In the mounting of semiconductor chips, it is known to provide the surface of the semiconductor chips with solder, in order to mount the semiconductor chips on a substrate and connect them in an electrically conducting manner by means of this solder.
An electrically conducting connection is produced between a contact point on the surface of the semiconductor chip and a corresponding contact point on the substrate. Since the contact points on the substrate are generally located at a different position than the contact points on the surface of the semiconductor chip, redistribution lines are provided between the contact points on the surface of the semiconductor chip and contact points on the semiconductor chip that correspond to the contact points on the substrate.
As described for example in German Patent Application DE 102 58 081 A1, the redistribution lines are produced from an electrically conductive layer, known as a redistribution layer. In this case, a sacrificial layer, known as a seed layer, is first applied to the entire semiconductor surface. Then a mask, which has mask openings at the points that are intended later to receive the redistribution lines, is applied to the seed layer. By means of an electrolytic process, the metal of the redistribution lines is then deposited in the mask openings. In particular electrostatic potential is applied to the seed layer. In this process, a copper layer is first deposited. The surface of this copper layer is passivated by a nickel layer. Since this nickel layer represents a poor adhesive base for the solder, the surface of the nickel layer is subsequently provided with a gold layer.

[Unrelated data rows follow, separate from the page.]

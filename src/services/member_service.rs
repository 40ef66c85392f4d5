use crate::error::{AppError, AppResult};
use crate::models::{Belt, Member, MemberStatus, MembershipType};
use crate::repositories::{
    AttendanceRepository, MemberAttendanceStats, MemberRepository, NewMember, PromotionRepository,
};
use crate::services::NotificationService;
use chrono::{Months, NaiveDate};
use serde::Serialize;
use std::sync::Arc;
use tracing::info;

/// Assembled per-member dashboard payload
#[derive(Debug, Serialize)]
pub struct MemberDashboard {
    pub member_info: serde_json::Value,
    pub payment_info: serde_json::Value,
    pub attendance_stats: MemberAttendanceStats,
    pub belt_history: Vec<serde_json::Value>,
}

/// Roster-wide member summary
#[derive(Debug, Serialize)]
pub struct MembersSummary {
    pub total_members: i64,
    pub active_members: i64,
    pub belt_distribution: Vec<serde_json::Value>,
    pub payment_status: Vec<serde_json::Value>,
    pub monthly_revenue: f64,
}

/// Service for member enrollment and derived-field maintenance
pub struct MemberService {
    member_repo: Arc<MemberRepository>,
    attendance_repo: Arc<AttendanceRepository>,
    promotion_repo: Arc<PromotionRepository>,
    notifications: Arc<NotificationService>,
}

impl MemberService {
    pub fn new(
        member_repo: Arc<MemberRepository>,
        attendance_repo: Arc<AttendanceRepository>,
        promotion_repo: Arc<PromotionRepository>,
        notifications: Arc<NotificationService>,
    ) -> Self {
        Self {
            member_repo,
            attendance_repo,
            promotion_repo,
            notifications,
        }
    }

    /// Enroll a new member. Emails must be unique across the roster; the
    /// first payment falls due one month after joining.
    pub async fn enroll(&self, mut new: NewMember) -> AppResult<Member> {
        if let Some(email) = &new.email {
            if self
                .member_repo
                .email_taken(email, None)
                .await
                .map_err(AppError::from)?
            {
                return Err(AppError::Validation(format!(
                    "Email {} already exists for another member",
                    email
                )));
            }
        }

        if new.monthly_fee < 0.0 {
            return Err(AppError::Validation(
                "Monthly fee cannot be negative".to_string(),
            ));
        }

        new.current_belt = new.current_belt.to_lowercase();
        Belt::from_str(&new.current_belt).map_err(AppError::Validation)?;

        new.membership_type = new.membership_type.to_lowercase();
        MembershipType::from_str(&new.membership_type).map_err(AppError::Validation)?;

        let member = self.member_repo.create(new).await.map_err(AppError::from)?;

        // First dues date: one month after joining
        if let Some(due) = member.join_date.checked_add_months(Months::new(1)) {
            self.member_repo
                .set_next_payment_due(member.id, due)
                .await
                .map_err(AppError::from)?;
        }

        info!("Enrolled member {} ({})", member.member_name, member.id);

        self.notifications
            .send(
                member.email.as_deref(),
                "welcome_new_member",
                vec![("member_name", member.member_name.clone())],
            )
            .await;

        self.member_repo
            .find_by_id(member.id)
            .await
            .map_err(AppError::from)?
            .ok_or_else(|| AppError::NotFound("Member not found after enrollment".to_string()))
    }

    /// Deactivate a membership
    pub async fn deactivate(&self, member_id: uuid::Uuid) -> AppResult<()> {
        self.require(member_id).await?;
        self.member_repo
            .set_status(member_id, MemberStatus::Inactive.as_str())
            .await
            .map_err(AppError::from)?;
        info!("Deactivated member {}", member_id);
        Ok(())
    }

    /// Dashboard payload for one member: profile, payment standing,
    /// attendance totals and belt history.
    pub async fn member_dashboard(&self, member_id: uuid::Uuid) -> AppResult<MemberDashboard> {
        let member = self.require(member_id).await?;

        let attendance_stats = self
            .attendance_repo
            .member_stats(member_id)
            .await
            .map_err(AppError::from)?;

        let belt_history = self
            .promotion_repo
            .find_by_member(member_id)
            .await
            .map_err(AppError::from)?
            .into_iter()
            .map(|p| {
                serde_json::json!({
                    "promotion_date": p.promotion_date,
                    "from_belt": p.from_belt,
                    "to_belt": p.to_belt,
                    "instructor": p.instructor,
                    "notes": p.notes,
                })
            })
            .collect();

        Ok(MemberDashboard {
            member_info: serde_json::json!({
                "name": member.member_name,
                "status": member.status,
                "belt": member.current_belt,
                "join_date": member.join_date,
                "membership_type": member.membership_type,
            }),
            payment_info: serde_json::json!({
                "monthly_fee": member.monthly_fee,
                "payment_status": member.payment_status,
                "outstanding_amount": member.outstanding_amount,
                "total_paid": member.total_paid,
                "next_payment_due": member.next_payment_due,
            }),
            attendance_stats,
            belt_history,
        })
    }

    /// Roster-wide summary statistics
    pub async fn members_summary(&self) -> AppResult<MembersSummary> {
        let total_members = self.member_repo.count_all().await.map_err(AppError::from)?;
        let active_members = self
            .member_repo
            .count_active()
            .await
            .map_err(AppError::from)?;

        let belt_distribution = self
            .member_repo
            .belt_distribution()
            .await
            .map_err(AppError::from)?
            .into_iter()
            .map(|(belt, count)| serde_json::json!({ "current_belt": belt, "count": count }))
            .collect();

        let payment_status = self
            .member_repo
            .payment_status_distribution()
            .await
            .map_err(AppError::from)?
            .into_iter()
            .map(|(status, count)| serde_json::json!({ "payment_status": status, "count": count }))
            .collect();

        let monthly_revenue = self
            .member_repo
            .monthly_fee_total()
            .await
            .map_err(AppError::from)?;

        Ok(MembersSummary {
            total_members,
            active_members,
            belt_distribution,
            payment_status,
            monthly_revenue,
        })
    }

    async fn require(&self, member_id: uuid::Uuid) -> AppResult<Member> {
        self.member_repo
            .find_by_id(member_id)
            .await
            .map_err(AppError::from)?
            .ok_or_else(|| AppError::NotFound(format!("Member {} not found", member_id)))
    }
}

/// Next payment due date for a billing cycle starting at `from`
pub fn next_due_date(from: NaiveDate, months: u32) -> NaiveDate {
    from.checked_add_months(Months::new(months)).unwrap_or(from)
}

The gold layer on the redistribution layer is then possibly partially removed again in a further photolithographic process at the points at which the redistribution layer is not wetted with solder.
In order to prevent uncontrolled flowing away of solder in further process steps, a layer of a solder resist is subsequently deposited over the entire surface. At the points at which the solder is then to be applied, the layer of solder resist is then opened by means of a photolithographic process. In these openings, a flux is then deposited and solder balls are applied. The solder balls are then melted on the redistribution layer by means of a melting process.
A disadvantage of this method is that additional laborious process steps, such as coating, exposing, developing and curing, are required for the creation of the solder resist mask, with the effect of increasing production expenditure.